Only the lines from the top of the data through the line containing "use serde_json::json;" should be duplicated, exactly as they appear.

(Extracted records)
----

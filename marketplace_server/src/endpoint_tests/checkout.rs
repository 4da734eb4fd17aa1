use actix_web::{http::StatusCode, test::TestRequest, web, web::ServiceConfig};
use chrono::Utc;
use marketplace_engine::{
    db_types::{Cents, NewProduct, PaymentProviderKind, PaymentStatus, Product, Purchase, PurchaseId},
    events::EventProducers,
    helpers::sign_payload,
    purchase_objects::DownloadEntry,
    test_utils::prepare_env::{destroy_database, prepare_test_env, random_db_path},
    traits::{CatalogManagement, PaymentProvider, ProviderError, ProviderSession, PurchaseManagement},
    CatalogApi,
    CheckoutFlowApi,
    PurchasesApi,
    SettlementConfig,
    SqliteDatabase,
};
use mkt_common::Secret;
use serde_json::json;

use super::helpers::{get_request, post_request, send};
use crate::{
    data_objects::{CheckoutSessionResponse, EnabledProviders},
    helpers::BUYER_EMAIL_HEADER,
    server::{api_scope, stripe_scope},
    stripe_routes::STRIPE_SIGNATURE_HEADER,
};

const WEBHOOK_SECRET: &str = "whsec_server_tests";
const BUYER: &str = "buyer@example.com";

/// Hands out `cs_test_{purchase_id}` as the session reference.
#[derive(Debug, Clone)]
struct TestProvider;

impl PaymentProvider for TestProvider {
    fn kind(&self) -> PaymentProviderKind {
        PaymentProviderKind::Stripe
    }

    async fn create_checkout_session(&self, purchase: &Purchase) -> Result<ProviderSession, ProviderError> {
        Ok(ProviderSession {
            external_ref: format!("cs_test_{}", purchase.id),
            redirect_url: format!("https://checkout.stripe.test/pay/{}", purchase.id),
        })
    }
}

#[actix_web::test]
async fn fallback_checkout_settles_immediately() {
    let db = prepare_test_env(&random_db_path()).await;
    let p1 = add_product(&db, 1000).await;
    let body = cart(&p1, 2, "paypal");
    let (status, body) =
        post_request(&[], "/api/checkout/create-session", body, configure(&db, None)).await.unwrap();
    assert_eq!(status, StatusCode::OK);
    let res: CheckoutSessionResponse = serde_json::from_str(&body).unwrap();
    assert_eq!(res.payment_status, PaymentStatus::Paid);
    assert_eq!(res.total_amount, Cents::from(2000));
    assert!(res.redirect_url.is_none());
    assert_eq!(sales(&db, &p1).await, 2);

    let (status, body) =
        get_request(&[(BUYER_EMAIL_HEADER, BUYER)], "/api/me/downloads", configure(&db, None)).await.unwrap();
    assert_eq!(status, StatusCode::OK);
    let downloads: Vec<DownloadEntry> = serde_json::from_str(&body).unwrap();
    assert_eq!(downloads.len(), 1);
    assert_eq!(downloads[0].product_id, p1.id);
    assert_eq!(downloads[0].quantity, 2);
    destroy_database(db).await;
}

#[actix_web::test]
async fn provider_checkout_settles_once_per_purchase() {
    let db = prepare_test_env(&random_db_path()).await;
    let p1 = add_product(&db, 1000).await;
    let body = cart(&p1, 2, "stripe");
    let (status, body) =
        post_request(&[], "/api/checkout/create-session", body, configure(&db, Some(TestProvider))).await.unwrap();
    assert_eq!(status, StatusCode::OK);
    let res: CheckoutSessionResponse = serde_json::from_str(&body).unwrap();
    assert_eq!(res.payment_status, PaymentStatus::Pending);
    let session_id = res.session_id.clone().unwrap();
    assert_eq!(session_id, format!("cs_test_{}", res.purchase_id));
    let expected_url = format!("https://checkout.stripe.test/pay/{}", res.purchase_id);
    assert_eq!(res.redirect_url.as_deref(), Some(expected_url.as_str()));
    assert_eq!(sales(&db, &p1).await, 0);

    let payload = event("checkout.session.completed", &session_id);
    for _ in 0..2 {
        let (status, body) = webhook(&db, &payload, &signature(&payload, WEBHOOK_SECRET)).await;
        assert_eq!(status, StatusCode::OK);
        assert!(body.contains("\"success\":true"));
    }
    assert_eq!(purchase(&db, &res.purchase_id).await.payment_status, PaymentStatus::Paid);
    assert_eq!(sales(&db, &p1).await, 2);
    destroy_database(db).await;
}

#[actix_web::test]
async fn unknown_session_references_are_acknowledged() {
    let db = prepare_test_env(&random_db_path()).await;
    let payload = event("checkout.session.completed", "cs_test_nobody");
    let (status, body) = webhook(&db, &payload, &signature(&payload, WEBHOOK_SECRET)).await;
    assert_eq!(status, StatusCode::OK);
    assert!(body.contains("No purchase for cs_test_nobody"));
    destroy_database(db).await;
}

#[actix_web::test]
async fn forged_notifications_are_rejected() {
    let db = prepare_test_env(&random_db_path()).await;
    let p1 = add_product(&db, 500).await;
    let body = cart(&p1, 1, "stripe");
    let (_, body) =
        post_request(&[], "/api/checkout/create-session", body, configure(&db, Some(TestProvider))).await.unwrap();
    let res: CheckoutSessionResponse = serde_json::from_str(&body).unwrap();
    let payload = event("checkout.session.completed", &res.session_id.unwrap());

    let (status, _) = webhook(&db, &payload, &signature(&payload, "whsec_somebody_else")).await;
    assert_eq!(status, StatusCode::BAD_REQUEST);
    let (status, _) = webhook(&db, &payload, "").await;
    assert_eq!(status, StatusCode::BAD_REQUEST);

    assert_eq!(purchase(&db, &res.purchase_id).await.payment_status, PaymentStatus::Pending);
    assert_eq!(sales(&db, &p1).await, 0);
    destroy_database(db).await;
}

#[actix_web::test]
async fn carts_with_no_available_products_are_rejected() {
    let db = prepare_test_env(&random_db_path()).await;
    let body = json!({"buyer_email": BUYER, "items": [{"product_id": "prod_missing", "quantity": 1}]});
    let (status, body) = post_request(&[], "/api/checkout/create-session", body, configure(&db, None)).await.unwrap();
    assert_eq!(status, StatusCode::BAD_REQUEST);
    assert!(body.contains("None of the requested products are available"));
    let history = PurchasesApi::new(db.clone()).purchases_for_buyer(BUYER).await.unwrap();
    assert!(history.purchases.is_empty());
    destroy_database(db).await;
}

#[actix_web::test]
async fn direct_settlement_is_refused_when_a_provider_handles_the_purchase() {
    let db = prepare_test_env(&random_db_path()).await;
    let p1 = add_product(&db, 500).await;
    let body = cart(&p1, 1, "stripe");
    let (_, body) =
        post_request(&[], "/api/checkout/create-session", body, configure(&db, Some(TestProvider))).await.unwrap();
    let res: CheckoutSessionResponse = serde_json::from_str(&body).unwrap();
    let path = format!("/api/checkout/{}/settle", res.purchase_id);
    let (status, _) = send(TestRequest::post().uri(&path), configure(&db, Some(TestProvider))).await.unwrap();
    assert_eq!(status, StatusCode::CONFLICT);
    assert_eq!(purchase(&db, &res.purchase_id).await.payment_status, PaymentStatus::Pending);
    destroy_database(db).await;
}

#[actix_web::test]
async fn admin_status_changes_follow_the_state_machine() {
    let db = prepare_test_env(&random_db_path()).await;
    let p1 = add_product(&db, 750).await;
    let (_, body) =
        post_request(&[], "/api/checkout/create-session", cart(&p1, 1, "paypal"), configure(&db, None)).await.unwrap();
    let res: CheckoutSessionResponse = serde_json::from_str(&body).unwrap();
    let path = format!("/api/admin/purchases/{}/status", res.purchase_id);

    let (status, body) = post_request(&[], &path, json!({"status": "refunded"}), configure(&db, None)).await.unwrap();
    assert_eq!(status, StatusCode::OK);
    let refunded: Purchase = serde_json::from_str(&body).unwrap();
    assert_eq!(refunded.payment_status, PaymentStatus::Refunded);

    let (status, body) = post_request(&[], &path, json!({"status": "paid"}), configure(&db, None)).await.unwrap();
    assert_eq!(status, StatusCode::CONFLICT);
    assert!(body.contains("cannot move from refunded to paid"));
    // Refunds leave the sales counter alone
    assert_eq!(sales(&db, &p1).await, 1);
    destroy_database(db).await;
}

fn configure(db: &SqliteDatabase, provider: Option<TestProvider>) -> impl FnOnce(&mut ServiceConfig) {
    let db = db.clone();
    move |cfg| {
        let config = SettlementConfig { webhook_secret: Secret::from(WEBHOOK_SECRET), ..SettlementConfig::default() };
        let checkout_api = CheckoutFlowApi::new(db.clone(), provider, config, EventProducers::default());
        cfg.app_data(web::Data::new(checkout_api))
            .app_data(web::Data::new(CatalogApi::new(db.clone())))
            .app_data(web::Data::new(PurchasesApi::new(db)))
            .app_data(web::Data::new(EnabledProviders::default()))
            .service(api_scope::<SqliteDatabase, TestProvider>())
            .service(stripe_scope::<SqliteDatabase, TestProvider>());
    }
}

async fn add_product(db: &SqliteDatabase, price: i64) -> Product {
    db.insert_product(NewProduct::new("alice", "Vector icon pack", Cents::from(price))).await.unwrap()
}

fn cart(product: &Product, quantity: i64, provider: &str) -> serde_json::Value {
    json!({
        "buyer_email": BUYER,
        "items": [{"product_id": product.id, "quantity": quantity}],
        "provider": provider
    })
}

async fn sales(db: &SqliteDatabase, product: &Product) -> i64 {
    db.fetch_product(&product.id).await.unwrap().unwrap().stats.sales
}

async fn purchase(db: &SqliteDatabase, id: &PurchaseId) -> Purchase {
    db.fetch_purchase(id).await.unwrap().unwrap()
}

fn event(event_type: &str, session_id: &str) -> Vec<u8> {
    json!({
        "id": "evt_1NG8Du2eZvKYlo2CUI79vXWy",
        "type": event_type,
        "data": { "object": { "id": session_id, "object": "checkout.session" } }
    })
    .to_string()
    .into_bytes()
}

fn signature(payload: &[u8], secret: &str) -> String {
    sign_payload(payload, &Secret::from(secret), Utc::now().timestamp()).unwrap()
}

async fn webhook(db: &SqliteDatabase, payload: &[u8], signature: &str) -> (StatusCode, String) {
    let mut req = TestRequest::post().uri("/stripe/webhook").set_payload(payload.to_vec());
    if !signature.is_empty() {
        req = req.insert_header((STRIPE_SIGNATURE_HEADER, signature));
    }
    send(req, configure(db, Some(TestProvider))).await.unwrap()
}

----

ANSWER FOR THIS EXERCISE:
filename marketplace_server/src/endpoint_tests/checkout.rs
repository 4da734eb4fd17aa1
use actix_web::{http::StatusCode, test::TestRequest, web, web::ServiceConfig};
use chrono::Utc;
use marketplace_engine::{
    db_types::{Cents, NewProduct, PaymentProviderKind, PaymentStatus, Product, Purchase, PurchaseId},
    events::EventProducers,
    helpers::sign_payload,
    purchase_objects::DownloadEntry,
    test_utils::prepare_env::{destroy_database, prepare_test_env, random_db_path},
    traits::{CatalogManagement, PaymentProvider, ProviderError, ProviderSession, PurchaseManagement},
    CatalogApi,
    CheckoutFlowApi,
    PurchasesApi,
    SettlementConfig,
    SqliteDatabase,
};
use mkt_common::Secret;
use serde_json::json;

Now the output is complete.